- Task to complete
In the material below, find each line with the string "entry" and copy it.

- Records shown
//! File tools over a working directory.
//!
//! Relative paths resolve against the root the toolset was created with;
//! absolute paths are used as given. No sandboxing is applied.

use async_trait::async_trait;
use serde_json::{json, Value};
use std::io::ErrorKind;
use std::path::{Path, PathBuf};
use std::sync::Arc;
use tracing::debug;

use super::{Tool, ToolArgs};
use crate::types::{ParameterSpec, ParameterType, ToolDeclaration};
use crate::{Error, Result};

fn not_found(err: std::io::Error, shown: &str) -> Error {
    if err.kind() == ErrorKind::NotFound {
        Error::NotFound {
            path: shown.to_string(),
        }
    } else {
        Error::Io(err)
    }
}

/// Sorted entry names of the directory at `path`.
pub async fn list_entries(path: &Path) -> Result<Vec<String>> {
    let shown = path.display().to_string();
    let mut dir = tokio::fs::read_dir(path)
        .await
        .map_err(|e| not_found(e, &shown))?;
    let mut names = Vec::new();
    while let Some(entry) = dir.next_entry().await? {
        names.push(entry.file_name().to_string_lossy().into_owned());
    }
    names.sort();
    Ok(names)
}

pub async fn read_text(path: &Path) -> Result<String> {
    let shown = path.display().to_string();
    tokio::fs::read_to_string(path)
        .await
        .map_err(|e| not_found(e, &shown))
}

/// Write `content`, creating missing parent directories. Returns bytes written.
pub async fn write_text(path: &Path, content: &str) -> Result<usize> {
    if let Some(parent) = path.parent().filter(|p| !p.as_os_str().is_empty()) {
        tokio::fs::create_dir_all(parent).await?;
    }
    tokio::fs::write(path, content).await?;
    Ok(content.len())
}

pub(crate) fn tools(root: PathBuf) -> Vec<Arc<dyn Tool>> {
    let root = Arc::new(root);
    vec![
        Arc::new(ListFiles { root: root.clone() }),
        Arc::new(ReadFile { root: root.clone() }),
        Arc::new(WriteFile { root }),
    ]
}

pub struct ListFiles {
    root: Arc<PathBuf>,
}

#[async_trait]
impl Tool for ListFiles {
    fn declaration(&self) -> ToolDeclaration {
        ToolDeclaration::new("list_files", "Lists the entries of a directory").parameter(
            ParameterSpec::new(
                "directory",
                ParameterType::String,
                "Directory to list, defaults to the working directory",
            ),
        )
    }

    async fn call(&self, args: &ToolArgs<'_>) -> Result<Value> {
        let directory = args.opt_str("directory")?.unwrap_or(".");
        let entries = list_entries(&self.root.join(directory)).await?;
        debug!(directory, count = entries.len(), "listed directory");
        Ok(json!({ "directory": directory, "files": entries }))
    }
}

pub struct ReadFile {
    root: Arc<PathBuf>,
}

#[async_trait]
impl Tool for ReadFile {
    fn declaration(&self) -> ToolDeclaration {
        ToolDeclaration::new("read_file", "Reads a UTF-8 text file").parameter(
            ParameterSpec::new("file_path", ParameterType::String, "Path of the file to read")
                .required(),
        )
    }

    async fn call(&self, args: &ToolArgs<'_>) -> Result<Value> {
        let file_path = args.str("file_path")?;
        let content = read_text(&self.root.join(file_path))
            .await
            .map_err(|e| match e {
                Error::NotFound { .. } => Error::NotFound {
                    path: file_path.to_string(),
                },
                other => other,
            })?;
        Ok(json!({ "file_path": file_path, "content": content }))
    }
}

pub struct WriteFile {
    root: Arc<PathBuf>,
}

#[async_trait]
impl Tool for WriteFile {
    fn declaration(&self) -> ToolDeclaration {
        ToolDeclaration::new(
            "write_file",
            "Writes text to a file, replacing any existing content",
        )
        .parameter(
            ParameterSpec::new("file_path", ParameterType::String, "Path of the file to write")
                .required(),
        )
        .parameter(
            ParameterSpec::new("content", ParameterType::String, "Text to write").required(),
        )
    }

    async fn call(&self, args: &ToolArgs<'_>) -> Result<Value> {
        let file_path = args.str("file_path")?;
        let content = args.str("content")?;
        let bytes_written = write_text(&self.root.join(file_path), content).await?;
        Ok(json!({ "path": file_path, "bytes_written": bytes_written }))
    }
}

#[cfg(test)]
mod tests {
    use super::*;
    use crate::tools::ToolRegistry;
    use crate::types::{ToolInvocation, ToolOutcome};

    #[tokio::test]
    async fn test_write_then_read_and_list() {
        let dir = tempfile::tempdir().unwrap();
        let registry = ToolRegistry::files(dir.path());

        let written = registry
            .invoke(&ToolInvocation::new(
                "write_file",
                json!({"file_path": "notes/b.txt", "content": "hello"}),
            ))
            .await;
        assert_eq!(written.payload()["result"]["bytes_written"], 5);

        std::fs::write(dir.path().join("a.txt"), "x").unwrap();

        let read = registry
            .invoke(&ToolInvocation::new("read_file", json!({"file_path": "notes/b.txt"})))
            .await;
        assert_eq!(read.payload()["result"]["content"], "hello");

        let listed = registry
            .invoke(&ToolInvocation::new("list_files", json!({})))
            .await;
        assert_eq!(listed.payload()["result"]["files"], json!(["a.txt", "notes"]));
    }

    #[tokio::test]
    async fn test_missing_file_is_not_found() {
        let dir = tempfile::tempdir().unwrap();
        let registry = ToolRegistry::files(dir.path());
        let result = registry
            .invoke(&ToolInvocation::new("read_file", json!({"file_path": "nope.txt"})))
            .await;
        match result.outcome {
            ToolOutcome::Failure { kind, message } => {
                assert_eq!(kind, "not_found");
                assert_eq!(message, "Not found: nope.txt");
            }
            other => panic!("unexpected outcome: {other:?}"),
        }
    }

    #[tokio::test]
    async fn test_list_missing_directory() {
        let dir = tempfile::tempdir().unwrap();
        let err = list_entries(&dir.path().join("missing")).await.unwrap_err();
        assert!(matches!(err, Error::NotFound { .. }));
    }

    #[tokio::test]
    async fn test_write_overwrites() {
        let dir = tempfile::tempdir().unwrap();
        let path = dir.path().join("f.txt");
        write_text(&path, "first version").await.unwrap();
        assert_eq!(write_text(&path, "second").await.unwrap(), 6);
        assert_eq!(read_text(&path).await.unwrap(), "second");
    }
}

- Exercise answer
/// Sorted entry names of the directory at `path`.
    while let Some(entry) = dir.next_entry().await? {
        names.push(entry.file_name().to_string_lossy().into_owned());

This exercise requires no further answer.